▶ _ABOUT THIS EXERCISE_: In full and word for word, restate the lines of the listing.

====

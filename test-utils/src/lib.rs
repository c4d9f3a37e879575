//! Test support for the bird service.
//!
//! - `builder::TestBuilder` sets up an in-memory SQLite database with tables
//!   and optional seed birds
//! - `context::TestContext` owns that database for the length of a test
//! - `factory` inserts birds directly, bypassing the repository under test
//!
//! ```rust,ignore
//! use test_utils::builder::TestBuilder;
//!
//! #[tokio::test]
//! async fn lists_seeded_birds() -> Result<(), AppError> {
//!     let test = TestBuilder::new().with_bird_tables().with_birds(2).build().await.unwrap();
//!
//!     let birds = BirdRepository::new(test.db()).get_all().await?;
//!     assert_eq!(birds.len(), 2);
//!
//!     Ok(())
//! }
//! ```

pub mod builder;
pub mod context;
pub mod error;
pub mod factory;
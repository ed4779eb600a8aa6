//! Inspect the dust-map registry and tabulate extinction laws

use std::path::PathBuf;

use clap::{Parser, Subcommand};
use extinction::law::ExtinctionLaw;
use extinction::registry::Availability;
use extinction::{DatasetStore, ExtinctionConfig, Law, LocalDataStore, MapRegistry, DEFAULT_R_V};

#[derive(Parser, Debug)]
#[command(author, version, about = "Inspect dust maps and extinction laws")]
struct Args {
    /// Settings file (JSON); defaults are used when omitted
    #[arg(long)]
    config: Option<PathBuf>,

    #[command(subcommand)]
    command: Command,
}

#[derive(Subcommand, Debug)]
enum Command {
    /// List registered dust maps and whether their data is installed
    Maps,

    /// Tabulate A_λ/A_V for one or all laws
    Law {
        /// Law name (WangChen2019, Cardelli1989, ODonnell1994); all when omitted
        #[arg(long)]
        name: Option<String>,

        /// Reddening parameter R_V
        #[arg(long, default_value_t = DEFAULT_R_V)]
        r_v: f64,

        /// Effective wavelengths in micrometers
        #[arg(
            long,
            value_delimiter = ',',
            default_value = "0.365,0.445,0.551,0.658,0.806,1.22,1.63,2.19"
        )]
        wavelengths: Vec<f64>,
    },
}

fn list_maps(config: &ExtinctionConfig) {
    let registry = MapRegistry::builtin();
    let store = LocalDataStore::from_config(config);

    println!("Dust maps (data directory: {})", config.data_dir.display());
    println!(
        "  {:<20} {:>3}  {:<17} {:>7} {:>7}  {}",
        "identifier", "dim", "returns", "λ1 µm", "λ2 µm", "status"
    );
    for entry in registry.entries() {
        let quantity = entry.quantity();
        let lambda2 = quantity
            .second_reference_wavelength()
            .map(|l| format!("{l:.4}"))
            .unwrap_or_else(|| "-".to_string());
        let status = match entry.availability() {
            Availability::Reserved => "reserved",
            Availability::Enabled if store.is_present(entry.identifier()) => "installed",
            Availability::Enabled => "missing",
        };
        println!(
            "  {:<20} {:>3}  {:<17} {:>7.4} {:>7}  {}",
            entry.identifier(),
            entry.dimensionality().as_u8(),
            entry.returns(),
            quantity.reference_wavelength(),
            lambda2,
            status
        );
    }
}

fn tabulate_laws(laws: &[Law], r_v: f64, wavelengths: &[f64]) {
    print!("  {:>8}", "λ µm");
    for law in laws {
        print!(" {:>14}", law.name());
    }
    println!();

    for &wavelength in wavelengths {
        print!("  {wavelength:>8.3}");
        for law in laws {
            print!(" {:>14.4}", law.a_lambda_over_a_v(wavelength, r_v));
        }
        println!();
    }
}

fn main() -> Result<(), Box<dyn std::error::Error>> {
    env_logger::init();
    let args = Args::parse();

    let config = match &args.config {
        Some(path) => ExtinctionConfig::load_from_file(path)?,
        None => ExtinctionConfig::default(),
    };

    match args.command {
        Command::Maps => list_maps(&config),
        Command::Law {
            name,
            r_v,
            wavelengths,
        } => {
            if let Some(bad) = wavelengths.iter().find(|w| !w.is_finite() || **w <= 0.0) {
                return Err(format!("wavelengths must be positive, got {bad}").into());
            }
            let laws = match name {
                Some(name) => vec![Law::from_name(&name)?],
                None => Law::ALL.to_vec(),
            };
            println!("A_λ/A_V at R_V = {r_v}");
            tabulate_laws(&laws, r_v, &wavelengths);
        }
    }

    Ok(())
}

====

▶ _REPLY TO THE TASK_:
filename test-utils/src/lib.rs
repository c4d9f3a37e879575
//! Test support for the bird service.
//!
//! - `builder::TestBuilder` sets up an in-memory SQLite database with tables
//!   and optional seed birds
//! - `context::TestContext` owns that database for the length of a test
//! - `factory` inserts birds directly, bypassing the repository under test
//!
//! ```rust,ignore
//! use test_utils::builder::TestBuilder;
//!
//! #[tokio::test]
//! async fn lists_seeded_birds() -> Result<(), AppError> {
//!     let test = TestBuilder::new().with_bird_tables().with_birds(2).build().await.unwrap();
//!
//!     let birds = BirdRepository::new(test.db()).get_all().await?;
//!     assert_eq!(birds.len(), 2);
//!
//!     Ok(())
//! }
//! ```

pub mod builder;
pub mod context;
pub mod error;
pub mod factory;
repository ed4779eb600a8aa6
//! Inspect the dust-map registry and tabulate extinction laws

use std::path::PathBuf;

use clap::{Parser, Subcommand};
use extinction::law::ExtinctionLaw;
use extinction::registry::Availability;
use extinction::{DatasetStore, ExtinctionConfig, Law, LocalDataStore, MapRegistry, DEFAULT_R_V};

#[derive(Parser, Debug)]
#[command(author, version, about = "Inspect dust maps and extinction laws")]
struct Args {
    /// Settings file (JSON); defaults are used when omitted
    #[arg(long)]
    config: Option<PathBuf>,

    #[command(subcommand)]
    command: Command,
}

#[derive(Subcommand, Debug)]
enum Command {
    /// List registered dust maps and whether their data is installed
    Maps,

    /// Tabulate A_λ/A_V for one or all laws
    Law {
        /// Law name (WangChen2019, Cardelli1989, ODonnell1994); all when omitted
        #[arg(long)]
        name: Option<String>,

        /// Reddening parameter R_V
        #[arg(long, default_value_t = DEFAULT_R_V)]
        r_v: f64,

        /// Effective wavelengths in micrometers
        #[arg(
            long,
            value_delimiter = ',',
            default_value = "0.365,0.445,0.551,0.658,0.806,1.22,1.63,2.19"
        )]
        wavelengths: Vec<f64>,
    },
}

fn list_maps(config: &ExtinctionConfig) {
    let registry = MapRegistry::builtin();
    let store = LocalDataStore::from_config(config);

    println!("Dust maps (data directory: {})", config.data_dir.display());
    println!(
        "  {:<20} {:>3}  {:<17} {:>7} {:>7}  {}",
        "identifier", "dim", "returns", "λ1 µm", "λ2 µm", "status"
    );
    for entry in registry.entries() {
        let quantity = entry.quantity();
        let lambda2 = quantity
            .second_reference_wavelength()
            .map(|l| format!("{l:.4}"))
            .unwrap_or_else(|| "-".to_string());
        let status = match entry.availability() {
            Availability::Reserved => "reserved",
            Availability::Enabled if store.is_present(entry.identifier()) => "installed",
            Availability::Enabled => "missing",
        };
        println!(
            "  {:<20} {:>3}  {:<17} {:>7.4} {:>7}  {}",
            entry.identifier(),
            entry.dimensionality().as_u8(),
            entry.returns(),
            quantity.reference_wavelength(),
            lambda2,
            status
        );
    }
}

fn tabulate_laws(laws: &[Law], r_v: f64, wavelengths: &[f64]) {
    print!("  {:>8}", "λ µm");
    for law in laws {
        print!(" {:>14}", law.name());
    }
    println!();

    for &wavelength in wavelengths {
        print!("  {wavelength:>8.3}");
        for law in laws {
            print!(" {:>14.4}", law.a_lambda_over_a_v(wavelength, r_v));
        }
        println!();
    }
}

fn main() -> Result<(), Box<dyn std::error::Error>> {
    env_logger::init();
    let args = Args::parse();

    let config = match &args.config {
        Some(path) => ExtinctionConfig::load_from_file(path)?,
        None => ExtinctionConfig::default(),
    };

    match args.command {
        Command::Maps => list_maps(&config),
        Command::Law {
            name,
            r_v,
            wavelengths,
        } => {
            if let Some(bad) = wavelengths.iter().find(|w| !w.is_finite() || **w <= 0.0) {
                return Err(format!("wavelengths must be positive, got {bad}").into());
            }
            let laws = match name {
                Some(name) => vec![Law::from_name(&name)?],
                None => Law::ALL.to_vec(),
            };
            println!("A_λ/A_V at R_V = {r_v}");
            tabulate_laws(&laws, r_v, &wavelengths);
        }
    }

    Ok(())
}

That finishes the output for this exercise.